Ultrastructure of the TM and SC in B6 mice from P14 to P60 ( A, B, D) are from the same P14 mouse. (A) At P14 the spaces in the posterior TM are smaller than at older ages (compare to a P18 eye in C). Trabecular beam collagen and elastic tissue (arrows) is more abundant than at younger ages. A Schwann cell (s) and accompanying myelinated nerve (arrowhead) are present close to SC. (B) In the anterior TM, there is a well-developed SC, but giant vacuoles are not common.

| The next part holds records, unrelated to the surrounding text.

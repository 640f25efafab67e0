use std::result::Result as StdResult;

use thiserror::Error;
use uuid::Uuid;

/// Unified error type for the currency, goal, storage, and config layers.
#[derive(Debug, Error)]
pub enum ChallengeError {
    #[error("Goal not found: {0}")]
    GoalNotFound(Uuid),
    #[error("Batch `{batch_id}` not found in goal {goal_id}")]
    BatchNotFound { goal_id: Uuid, batch_id: String },
    #[error("Invalid input: {0}")]
    InvalidInput(String),
    #[error("Invalid amount `{0}`: expected a non-negative decimal with up to 3 fractional digits")]
    InvalidAmount(String),
    #[error("Unknown denomination: {0}")]
    UnknownDenomination(String),
    #[error("Persistence error: {0}")]
    StorageError(String),
    #[error("Configuration error: {0}")]
    ConfigError(String),
    #[error("State document uses schema v{found}, newest supported is v{supported}")]
    UnsupportedSchema { found: u32, supported: u32 },
}

pub type Result<T> = StdResult<T, ChallengeError>;

/// User-facing CLI error wrapper.
#[derive(Debug, Error)]
pub enum CliError {
    #[error(transparent)]
    Core(#[from] ChallengeError),
    #[error("Invalid input: {0}")]
    Input(String),
    #[error("Command failed: {0}")]
    Command(String),
    #[error(transparent)]
    Readline(#[from] rustyline::error::ReadlineError),
    #[error(transparent)]
    Io(#[from] std::io::Error),
}

impl From<std::io::Error> for ChallengeError {
    fn from(err: std::io::Error) -> Self {
        ChallengeError::StorageError(err.to_string())
    }
}

impl From<serde_json::Error> for ChallengeError {
    fn from(err: serde_json::Error) -> Self {
        ChallengeError::StorageError(err.to_string())
    }
}
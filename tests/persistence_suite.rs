mod common;

use std::fs;

use common::{draft, setup_test_env};
use money_challenge::{
    core::{GoalManager, SystemClock},
    errors::{ChallengeError, Result},
    generator::RngSource,
    goal::{AppState, CURRENT_SCHEMA_VERSION},
    storage::{
        json_backend::{load_state_from_path, save_state_to_path},
        BackupInfo, JsonStorage, StateStorage,
    },
    utils::persistence::tmp_path,
};
use tempfile::tempdir;

/// Storage whose disk is always full.
struct FullDisk;

impl StateStorage for FullDisk {
    fn load_state(&self) -> Result<AppState> {
        Ok(AppState::new())
    }

    fn save_state(&self, _state: &AppState) -> Result<()> {
        Err(ChallengeError::StorageError("no space left on device".into()))
    }

    fn backup_state(&self, _note: Option<&str>) -> Result<BackupInfo> {
        Err(ChallengeError::StorageError("no space left on device".into()))
    }

    fn list_backups(&self) -> Result<Vec<BackupInfo>> {
        Ok(Vec::new())
    }

    fn restore_backup(&self, backup_id: &str) -> Result<AppState> {
        Err(ChallengeError::StorageError(format!("backup `{backup_id}` not found")))
    }
}

#[test]
fn failed_save_is_a_warning_and_keeps_the_change() {
    let mut manager = GoalManager::new(
        Box::new(FullDisk),
        Box::new(SystemClock),
        Box::new(RngSource::seeded(3)),
    );

    let applied = manager.create_goal(draft("Car", 200)).expect("goal is valid");
    assert!(!applied.is_persisted());
    assert!(matches!(
        applied.warning,
        Some(ChallengeError::StorageError(_))
    ));
    let id = applied.into_inner();
    assert_eq!(manager.goals().len(), 1);

    let batch_id = manager.goal(id).unwrap().batches[0].id.clone();
    let applied = manager.toggle_batch(id, &batch_id, true).unwrap();
    assert!(applied.warning.is_some());
    assert!(manager.goal(id).unwrap().batches[0].is_completed);
}

#[test]
fn atomic_save_failure_preserves_original_file() {
    let temp = tempdir().unwrap();
    let path = temp.path().join("state.json");

    let mut state = AppState::new();
    save_state_to_path(&state, &path).expect("initial save");
    let original = fs::read_to_string(&path).unwrap();

    // A directory at the staging path makes File::create fail.
    fs::create_dir_all(tmp_path(&path)).unwrap();
    state.active_goal_id = Some(uuid::Uuid::new_v4());
    assert!(save_state_to_path(&state, &path).is_err());

    assert_eq!(fs::read_to_string(&path).unwrap(), original);
}

#[test]
fn restore_brings_back_an_earlier_snapshot() {
    let mut env = setup_test_env();
    let _ = env.manager.create_goal(draft("Kept", 30)).unwrap();
    let checkpoint = env.manager.backup(Some("Only kept")).expect("backup");
    assert!(checkpoint.id.contains("_only-kept"));
    assert!(checkpoint.created_at.is_some());

    let _ = env.manager.create_goal(draft("Dropped", 30)).unwrap();
    assert_eq!(env.manager.goals().len(), 2);

    let warnings = env.manager.restore_backup(&checkpoint.id).expect("restore");
    assert!(warnings.is_empty());
    assert_eq!(env.manager.goals().len(), 1);
    assert_eq!(env.manager.goals()[0].config.name, "Kept");

    let backups = env.manager.list_backups().unwrap();
    assert!(backups.iter().any(|info| info.id.contains("before-restore")));
    assert!(backups.len() <= 3, "retention not applied: {backups:?}");
}

#[test]
fn restore_refuses_paths_outside_the_backup_folder() {
    let env = setup_test_env();
    let storage = JsonStorage::new(env.base.join("data"), None).unwrap();
    assert!(storage.restore_backup("../config/config.json").is_err());
    assert!(storage.restore_backup("missing.json").is_err());
}

#[test]
fn documents_from_a_newer_release_are_rejected() {
    let temp = tempdir().unwrap();
    let path = temp.path().join("state.json");
    fs::write(
        &path,
        format!(
            r#"{{"schema_version": {}, "goals": []}}"#,
            CURRENT_SCHEMA_VERSION + 1
        ),
    )
    .unwrap();

    let err = load_state_from_path(&path).expect_err("newer schema");
    assert!(matches!(
        err,
        ChallengeError::UnsupportedSchema { supported, .. } if supported == CURRENT_SCHEMA_VERSION
    ));
}

#[test]
fn stored_amounts_are_integer_millimes() {
    let mut env = setup_test_env();
    let _ = env.manager.create_goal(draft("Watch", 12)).unwrap();

    let raw = fs::read_to_string(env.base.join("data/tounes_money_challenge_v2.json")).unwrap();
    let json: serde_json::Value = serde_json::from_str(&raw).unwrap();
    assert_eq!(json["schema_version"], CURRENT_SCHEMA_VERSION);
    assert_eq!(json["goals"][0]["config"]["target_amount"], 12_000);
    assert!(json["goals"][0]["batches"]
        .as_array()
        .unwrap()
        .iter()
        .all(|batch| batch["total_value"].is_i64()));
}
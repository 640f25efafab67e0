use money_challenge::{cli::run_cli, init};

fn main() {
    init();

    if let Err(err) = run_cli() {
        eprintln!("Error: {err}");
        std::process::exit(1);
    }
}
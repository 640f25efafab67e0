#![allow(dead_code)]

use std::path::PathBuf;
use std::sync::{Arc, Mutex};

use chrono::{TimeZone, Utc};
use money_challenge::{
    config::ConfigManager,
    core::{FixedClock, GoalManager},
    currency::Amount,
    generator::RngSource,
    goal::GoalDraft,
    storage::JsonStorage,
};
use once_cell::sync::Lazy;
use tempfile::TempDir;

/// Holds TempDir guards so temporary folders live for the duration of the test run.
static TEST_DIRS: Lazy<Mutex<Vec<TempDir>>> = Lazy::new(|| Mutex::new(Vec::new()));

pub struct TestEnv {
    pub base: PathBuf,
    pub clock: Arc<FixedClock>,
    pub manager: GoalManager,
    pub config_manager: ConfigManager,
}

/// Creates an isolated manager on a fresh directory, a fixed clock and a seeded generator.
pub fn setup_test_env() -> TestEnv {
    let temp = TempDir::new().expect("create temp dir");
    let base = temp.path().to_path_buf();
    TEST_DIRS.lock().expect("lock temp dir registry").push(temp);

    let clock = Arc::new(FixedClock::new(
        Utc.with_ymd_and_hms(2025, 1, 1, 9, 0, 0).unwrap(),
    ));
    let manager = manager_at(&base, clock.clone());
    let config_manager =
        ConfigManager::with_base_dir(&base).expect("create config manager for temp dir");

    TestEnv {
        base,
        clock,
        manager,
        config_manager,
    }
}

/// A second manager over the same data directory, as a restarted process would see it.
pub fn manager_at(base: &std::path::Path, clock: Arc<FixedClock>) -> GoalManager {
    let storage =
        JsonStorage::new(base.join("data"), Some(3)).expect("create json storage backend");
    GoalManager::new(
        Box::new(storage),
        Box::new(clock),
        Box::new(RngSource::seeded(42)),
    )
}

pub fn draft(name: &str, dinars: i64) -> GoalDraft {
    GoalDraft {
        name: name.to_string(),
        target_amount: Amount::from_dinars(dinars),
        duration_days: 30,
        denominations: vec![
            Amount::from_millimes(500),
            Amount::from_dinars(1),
            Amount::from_dinars(5),
        ],
    }
}
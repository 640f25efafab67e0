pub mod build_info;
pub mod persistence;

use std::sync::Once;

use tracing_subscriber::{fmt, EnvFilter};

static TRACING_INIT: Once = Once::new();

const DEFAULT_DIRECTIVE: &str = "money_challenge=info";

/// Initializes the global tracing subscriber; `RUST_LOG` adds further directives.
pub fn init_tracing() {
    TRACING_INIT.call_once(|| {
        let mut filter = EnvFilter::from_default_env();
        if let Ok(directive) = DEFAULT_DIRECTIVE.parse() {
            filter = filter.add_directive(directive);
        }
        let _ = fmt()
            .with_env_filter(filter)
            .with_writer(std::io::stderr)
            .try_init();
    });
}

There are fewer trabecular beams and larger intertrabecular spaces than in the posterior TM (compare to A, and see F, G). (C) The spaces (asterisks) between trabecular beams in this region of the posterior TM are more extensive than at P14. SC is lined by a thin endothelium (arrowheads) and contains giant vacuoles (arrow). (D) Smooth muscle cells (sm) lie internal to Schlemm's canal near its posterior termination. They are characterized by pinocytotic vesicles near the cell membrane (arrowheads), focal density of the plasma membrane (arrows) and cytoplasmic filaments (not seen at this magnification). (E) At P60, SC is lined by attenuated endothelium (arrows) and contains giant vacuoles (gv). a = anterior, p = posterior. (F) Partial segment of the posterior TM at P60. The trabecular beam extracellular matrix is dense. Collagen (arrow) is abundant while elastic tissue (arrowhead) is relatively sparse. (G) In the anterior TM, the beams are more delicate, and contain less extracellular matrix (arrow). A portion of the anterior iris (i) is present in this image. Bars 1 μm.

Figure 6

Absence of cell death in the developing iridocorneal angle. A double labeling assay that identifies fragmented DNA using fluorescently labeled dUTP (A, C) and detects chromatin condensation by binding of the dye YOYO-1 (B, D) was used to detect programmed cell death (PCD). Both assays were negative in a P12, B6 iridocorneal angle (A, B). The same was true for many sections at ages that spanned angle morphogenesis. i= iris, cb = ciliary body, arrows indicate the extremities of the TM (tm). (C, D, E) A cell undergoing PCD (arrow) is identified by double labeling in the retinal ganglion cell layer (gc) of the same eye shown in A and B. inl = inner nuclear layer. Dying retinal ganglion cells (RGCs) acted as internal positive controls for the PCD assays. Testis sections served as additional positive controls with each batch of processed slides, and abundant apoptotic cells were always detected. (F) Morphologic features of cell death were absent in the TM of a P10, B6 mouse. The trabecular cells demonstrate normal nuclei and normal cytoplasmic morphology. The same was true in many sections of eyes of different ages and strains. The iris (i) is resting against the inner edge of this central portion of the TM. A small lymphocyte (arrowhead) lies in the space between two trabecular beams. Bar 1 μm.